From the UK's Daily Mail:
Software used to analyse medical brain images gives significantly different results if it’s run on a Apple Mac or PC, according to new research.
The findings by a team of German researchers has raised concerns
about potential problems with software analysis.
Data from 30 brain scans was fed into the computer using a package called FreeSurfer.
Read more
here
Following links through to the
original data, we read:
Abstract
FreeSurfer is a popular software package to measure cortical thickness and volume of neuroanatomical structures. However, little if any is known about measurement reliability across various data processing conditions. Using a set of 30 anatomical T1-weighted 3T MRI scans, we investigated the effects of data processing variables such as FreeSurfer version (v4.3.1, v4.5.0, and v5.0.0), workstation (Macintosh and Hewlett-Packard), and Macintosh operating system version (OSX 10.5 and OSX 10.6). Significant differences were revealed between FreeSurfer version v5.0.0 and the two earlier versions. These differences were on average 8.8±6.6% (range 1.3-64.0%) (volume) and 2.8±1.3% (1.1-7.7%) (cortical thickness). About a factor two smaller differences were detected between Macintosh and Hewlett-Packard workstations and between OSX 10.5 and OSX 10.6. The observed differences are similar in magnitude as effect sizes reported in accuracy evaluations and neurodegenerative studies.The main conclusion is that in the context of an ongoing study, users are discouraged to update to a new major release of either FreeSurfer or operating system or to switch to a different type of workstation without repeating the analysis; results thus give a quantitative support to successive recommendations stated by FreeSurfer developers over the years. Moreover, in view of the large and significant cross-version differences, it is concluded that formal assessment of the accuracy of FreeSurfer is desirable.
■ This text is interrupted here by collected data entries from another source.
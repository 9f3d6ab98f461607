//! Output formatters for scan results.
//!
//! - Text for people, in the classic ruler-delimited layout
//! - JSON for automation and scripting
//! - CSV for spreadsheet import
//!
//! # Example
//!
//! ```no_run
//! use neardupe::error::ExitCode;
//! use neardupe::output::json::JsonOutput;
//! use neardupe::similarity::SimilarityFinder;
//! use std::path::Path;
//!
//! let finder = SimilarityFinder::with_defaults();
//! let (report, summary) = finder.find_similar(Path::new(".")).unwrap();
//!
//! let output = JsonOutput::new(&report, &summary, ExitCode::Success);
//! println!("{}", output.to_json_pretty().unwrap());
//! ```

pub mod csv;
pub mod json;
pub mod text;

pub use csv::CsvOutput;
pub use json::JsonOutput;
pub use text::TextOutput;
impl SimilarityFinder {
    /// Create a new finder with the given configuration.
    #[must_use]
    pub fn new(config: FinderConfig) -> Self {
        let fingerprinter = Fingerprinter::new(Arc::clone(&config.hasher));
        let comparator = Comparator::new(config.policy)
            .with_metric(config.hash_metric)
            .with_hasher(Arc::clone(&config.hasher));
        Self {
            config,
            fingerprinter,
            comparator,
        }
    }

    /// Create a new finder with default configuration.
    #[must_use]
    pub fn with_defaults() -> Self {
        Self::new(FinderConfig::default())
    }

    /// The configuration in use.
    #[must_use]
    pub fn config(&self) -> &FinderConfig {
        &self.config
    }

    /// List `path` and find similar files among its regular files.
    ///
    /// # Errors
    ///
    /// Returns `FinderError` if:
    /// - The path does not exist or is not a directory
    /// - The directory cannot be read
    /// - The scan is interrupted by shutdown signal
    /// - A file cannot be fingerprinted and strict mode is on
    pub fn find_similar(&self, path: &Path) -> Result<(Report, ScanSummary), FinderError> {
        let start_time = Instant::now();

        if self.config.is_shutdown_requested() {
            return Err(FinderError::Interrupted);
        }

        log::info!("Retrieving all files from directory '{}'", path.display());
        if let Some(ref callback) = self.config.progress_callback {
            callback.on_phase_start("listing", 0);
        }

        let mut walker = Walker::new(path).with_follow_symlinks(self.config.follow_symlinks);
        if let Some(ref flag) = self.config.shutdown_flag {
            walker = walker.with_shutdown_flag(Arc::clone(flag));
        }
        let listed = walker.list();

        if let Some(ref callback) = self.config.progress_callback {
            callback.on_phase_end("listing");
        }
        let records = listed?;

        if self.config.is_shutdown_requested() {
            return Err(FinderError::Interrupted);
        }
        log::info!("Number of files found: {}", records.len());

        let (report, mut summary) = self.find_similar_in(records)?;
        summary.scan_duration = start_time.elapsed();
        Ok((report, summary))
    }

    /// Find similar files among already listed records.
    ///
    /// `records` must be in canonical (name-sorted) order; the report
    /// follows that order.
    ///
    /// # Errors
    ///
    /// Same as [`Self::find_similar`], minus the listing errors.
    pub fn find_similar_in(
        &self,
        records: Vec<FileRecord>,
    ) -> Result<(Report, ScanSummary), FinderError> {
        let start_time = Instant::now();
        let mut summary = ScanSummary::new(self.config.policy, self.config.hash_metric);
        summary.total_files = records.len();
        summary.workers = self.config.workers_for(records.len());

        log::debug!(
            "Using {} workers for {} files",
            summary.workers,
            records.len()
        );
        let pool = build_pool(summary.workers)?;

        let (records, duplicates) = split_duplicate_names(records);
        if self.config.strict {
            if let Some(first) = duplicates.into_iter().next() {
                return Err(FinderError::Fingerprint(first));
            }
        } else {
            summary.errors = duplicates;
        }

        let phase_start = Instant::now();
        let (table, stats) = phase1_fingerprint(records, &self.fingerprinter, &pool, &self.config)?;
        summary.fingerprint_duration = phase_start.elapsed();
        summary.fingerprinted_files = stats.fingerprinted_files;
        summary.errors.extend(stats.errors);

        if self.config.is_shutdown_requested() {
            return Err(FinderError::Interrupted);
        }

        let phase_start = Instant::now();
        let matches = phase2_compare(&table, &self.comparator, &pool, &self.config)?;
        summary.compare_duration = phase_start.elapsed();
        summary.comparisons = pair_count(table.len());

        let report = report::build(table.records(), table.fingerprints(), matches);
        summary.similar_bases = report.base_count();
        summary.total_matches = report.match_count();
        summary.scan_duration = start_time.elapsed();

        log::info!(
            "Scan complete: {} files with similar files, {} matches, {} skipped in {:.2?}",
            summary.similar_bases,
            summary.total_matches,
            summary.skipped_files(),
            summary.scan_duration
        );

        Ok((report, summary))
    }
}
//! JSON output formatter for scan results.
//!
//! # Output Schema
//!
//! ```json
//! {
//!   "similar_files": {
//!     "a.txt": {
//!       "hash": "3:abc:def",
//!       "size": 100,
//!       "similar_files": {
//!         "a_copy.txt": {
//!           "hash": "3:abc:def",
//!           "size": 100,
//!           "name_distance": 0.583,
//!           "hash_distance": 1.0,
//!           "size_distance": 1.0
//!         }
//!       }
//!     }
//!   },
//!   "skipped": [
//!     { "path": "/dir/locked.bin", "kind": "io", "message": "Permission denied: /dir/locked.bin" }
//!   ],
//!   "summary": { "total_files": 3, "similar_bases": 1, "total_matches": 1, ... },
//!   "generated_at": "2026-01-01T00:00:00Z"
//! }
//! ```

use std::io::Write;

use chrono::{DateTime, Utc};
use serde::Serialize;

use crate::error::ExitCode;
use crate::scanner::{ErrorKind, HashError};
use crate::similarity::{HashMetric, Report, ScanSummary, ThresholdPolicy};

/// A file that was left out of the comparison.
#[derive(Debug, Clone, Serialize)]
pub struct JsonSkipped {
    /// Path of the file
    pub path: String,
    /// Failing stage
    pub kind: ErrorKind,
    /// Human-readable reason
    pub message: String,
}

impl From<&HashError> for JsonSkipped {
    fn from(error: &HashError) -> Self {
        Self {
            path: error.path().to_string_lossy().into_owned(),
            kind: error.kind(),
            message: error.to_string(),
        }
    }
}

/// Summary statistics in JSON format.
#[derive(Debug, Clone, Serialize)]
pub struct JsonSummary {
    /// Files found by the listing
    pub total_files: usize,
    /// Files that took part in the comparison
    pub fingerprinted_files: usize,
    /// Files skipped because of per-file errors
    pub skipped_files: usize,
    /// Number of pairs evaluated
    pub comparisons: u64,
    /// Files with at least one match
    pub similar_bases: usize,
    /// Total matched pairs
    pub total_matches: usize,
    /// Worker count of both phases
    pub workers: usize,
    /// Thresholds of the run
    pub thresholds: ThresholdPolicy,
    /// Digest comparison strategy
    pub hash_metric: HashMetric,
    /// Duration of the fingerprinting phase in milliseconds
    pub fingerprint_duration_ms: u64,
    /// Duration of the comparison phase in milliseconds
    pub compare_duration_ms: u64,
    /// Duration of the scan in milliseconds
    pub scan_duration_ms: u64,
    /// The exit code number
    pub exit_code: i32,
    /// The machine-readable exit code name (e.g., "ND000")
    pub exit_code_name: String,
}

impl JsonSummary {
    /// Create a JSON summary from a ScanSummary and an exit code.
    #[must_use]
    pub fn from_scan_summary(summary: &ScanSummary, exit_code: ExitCode) -> Self {
        Self {
            total_files: summary.total_files,
            fingerprinted_files: summary.fingerprinted_files,
            skipped_files: summary.skipped_files(),
            comparisons: summary.comparisons,
            similar_bases: summary.similar_bases,
            total_matches: summary.total_matches,
            workers: summary.workers,
            thresholds: summary.policy,
            hash_metric: summary.hash_metric,
            fingerprint_duration_ms: summary.fingerprint_duration.as_millis() as u64,
            compare_duration_ms: summary.compare_duration.as_millis() as u64,
            scan_duration_ms: summary.scan_duration.as_millis() as u64,
            exit_code: exit_code.as_i32(),
            exit_code_name: exit_code.code_prefix().to_string(),
        }
    }
}

/// Complete JSON output structure.
#[derive(Debug, Clone, Serialize)]
pub struct JsonOutput<'a> {
    /// Base file name → matches
    pub similar_files: &'a Report,
    /// Files left out of the comparison
    pub skipped: Vec<JsonSkipped>,
    /// Scan summary statistics
    pub summary: JsonSummary,
    /// When the report was produced
    pub generated_at: DateTime<Utc>,
}

impl<'a> JsonOutput<'a> {
    /// Create a new JSON output from a report, summary and exit code.
    #[must_use]
    pub fn new(report: &'a Report, summary: &ScanSummary, exit_code: ExitCode) -> Self {
        Self {
            similar_files: report,
            skipped: summary.errors.iter().map(JsonSkipped::from).collect(),
            summary: JsonSummary::from_scan_summary(summary, exit_code),
            generated_at: Utc::now(),
        }
    }

    /// Serialize to compact JSON string.
    ///
    /// # Errors
    ///
    /// Returns an error if serialization fails.
    pub fn to_json(&self) -> Result<String, serde_json::Error> {
        serde_json::to_string(self)
    }

    /// Serialize to pretty-printed JSON string.
    ///
    /// # Errors
    ///
    /// Returns an error if serialization fails.
    pub fn to_json_pretty(&self) -> Result<String, serde_json::Error> {
        serde_json::to_string_pretty(self)
    }

    /// Write JSON followed by a newline.
    ///
    /// # Errors
    ///
    /// Returns an error if serialization or writing fails.
    pub fn write_to<W: Write>(&self, writer: &mut W, pretty: bool) -> Result<(), JsonOutputError> {
        let json = if pretty {
            self.to_json_pretty()?
        } else {
            self.to_json()?
        };
        writer.write_all(json.as_bytes())?;
        writer.write_all(b"\n")?;
        Ok(())
    }
}

/// Errors that can occur during JSON output.
#[derive(thiserror::Error, Debug)]
pub enum JsonOutputError {
    /// JSON serialization error
    #[error("JSON serialization error: {0}")]
    Serialization(#[from] serde_json::Error),

    /// I/O error during writing
    #[error("I/O error during JSON generation: {0}")]
    Io(#[from] std::io::Error),
}
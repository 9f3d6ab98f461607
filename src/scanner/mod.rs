//! Scanner module for directory listing and file fingerprinting.
//!
//! This module provides functionality for:
//! - Flat, name-sorted listing of the regular files in a directory
//! - Fuzzy-hash fingerprints (ssdeep) paired with file sizes
//!
//! # Architecture
//!
//! The scanner is divided into submodules:
//! - [`walker`]: Directory listing and file discovery
//! - [`hasher`]: Fuzzy hashing and fingerprint extraction
//!
//! # Example
//!
//! ```no_run
//! use neardupe::scanner::{list_directory, Fingerprinter};
//! use std::path::Path;
//!
//! let records = list_directory(Path::new("."), false).unwrap();
//! let fingerprinter = Fingerprinter::default();
//! for record in &records {
//!     match fingerprinter.extract(&record.path) {
//!         Ok(fp) => println!("{}: {} ({} bytes)", record.name, fp.hash, fp.size),
//!         Err(e) => eprintln!("Warning: {}", e),
//!     }
//! }
//! ```

pub mod hasher;
pub mod walker;

use std::path::PathBuf;
use std::sync::Arc;

use serde::Serialize;

// Re-export main types
pub use hasher::{DigestError, Fingerprint, Fingerprinter, FuzzyHasher, SsdeepHasher};
pub use walker::list_directory;

/// A file discovered by the directory listing.
///
/// The position of a record in the listing is its canonical index for the
/// whole run. Records are ordered by name ascending.
#[derive(Debug, Clone, PartialEq, Eq)]
pub struct FileRecord {
    /// File name (last path component)
    pub name: String,
    /// Full path to the file
    pub path: PathBuf,
}

impl FileRecord {
    /// Create a new FileRecord.
    #[must_use]
    pub fn new(name: impl Into<String>, path: impl Into<PathBuf>) -> Self {
        Self {
            name: name.into(),
            path: path.into(),
        }
    }
}

/// Errors that can occur while listing the target directory.
#[derive(thiserror::Error, Debug)]
pub enum ScanError {
    /// Permission was denied when accessing a file or directory.
    #[error("Permission denied: {0}")]
    PermissionDenied(PathBuf),

    /// The specified path was not found.
    #[error("Path not found: {0}")]
    NotFound(PathBuf),

    /// The specified path is not a directory.
    #[error("Not a directory: {0}")]
    NotADirectory(PathBuf),

    /// An I/O error occurred while accessing a file.
    #[error("I/O error for {path}: {source}")]
    Io {
        /// Path where the error occurred
        path: PathBuf,
        /// The underlying I/O error
        #[source]
        source: std::io::Error,
    },
}

/// Errors that can occur while fingerprinting a single file.
///
/// These are per-file failures: the finder isolates them and keeps going
/// unless strict mode is enabled.
#[derive(thiserror::Error, Debug, Clone)]
pub enum HashError {
    /// The specified file was not found.
    #[error("File not found: {0}")]
    NotFound(PathBuf),

    /// Permission was denied when reading the file.
    #[error("Permission denied: {0}")]
    PermissionDenied(PathBuf),

    /// An I/O error occurred while reading the file.
    #[error("I/O error for {path}: {source}")]
    Io {
        /// Path where the error occurred
        path: PathBuf,
        /// The underlying I/O error
        #[source]
        source: Arc<std::io::Error>,
    },

    /// Another file in the run is reported under the same name. Happens when
    /// distinct non-UTF-8 names collapse to one display name.
    #[error("Duplicate file name '{name}': {path}")]
    DuplicateName {
        /// Path of the file left out
        path: PathBuf,
        /// The colliding display name
        name: String,
    },

    /// The fuzzy-hash primitive refused the file content.
    #[error("Fuzzy hash rejected {path}: {reason}")]
    Rejected {
        /// Path of the rejected file
        path: PathBuf,
        /// Reason reported by the hashing scheme
        reason: String,
    },
}

impl HashError {
    /// Map an I/O error to the most specific variant for `path`.
    #[must_use]
    pub fn from_io(path: PathBuf, error: std::io::Error) -> Self {
        match error.kind() {
            std::io::ErrorKind::NotFound => Self::NotFound(path),
            std::io::ErrorKind::PermissionDenied => Self::PermissionDenied(path),
            _ => Self::Io {
                path,
                source: Arc::new(error),
            },
        }
    }

    /// Path of the file that failed.
    #[must_use]
    pub fn path(&self) -> &std::path::Path {
        match self {
            Self::NotFound(path) | Self::PermissionDenied(path) => path,
            Self::Io { path, .. }
            | Self::DuplicateName { path, .. }
            | Self::Rejected { path, .. } => path,
        }
    }

    /// Short, stable name of the failing stage, used in reports.
    #[must_use]
    pub fn kind(&self) -> ErrorKind {
        match self {
            Self::NotFound(_) | Self::PermissionDenied(_) | Self::Io { .. } => ErrorKind::Io,
            Self::DuplicateName { .. } => ErrorKind::Name,
            Self::Rejected { .. } => ErrorKind::Hashing,
        }
    }
}

/// Category of a per-file failure.
#[derive(Debug, Clone, Copy, PartialEq, Eq, Serialize)]
#[serde(rename_all = "lowercase")]
pub enum ErrorKind {
    /// The file could not be opened, stat'ed or read.
    Io,
    /// The file name collides with another file's name.
    Name,
    /// The hashing scheme rejected the content.
    Hashing,
}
Underlines added for emphasis.
Summary: the largest differences were seen between FreeSurfer version v5.0.0 and its two earlier versions. Differences about half that size (factor of two smaller) were seen between Mac OS X 10.5 and 10.6 and H-P workstations (the H-P OS version or versions is unspecified in the article abstract, turns out to be CentOS 5.3 in complete article).
So I agree with the conclusion of the abstract: a formal assessment of FreeSurfer's accuracy is called for. Speaking as a developer, I do wonder what the FreeSurfer developers might have done that lead to this degree of difference.
And frankly, my shock is reserved for the apparent complete lack of formal accuracy assessment in medical software, free or not.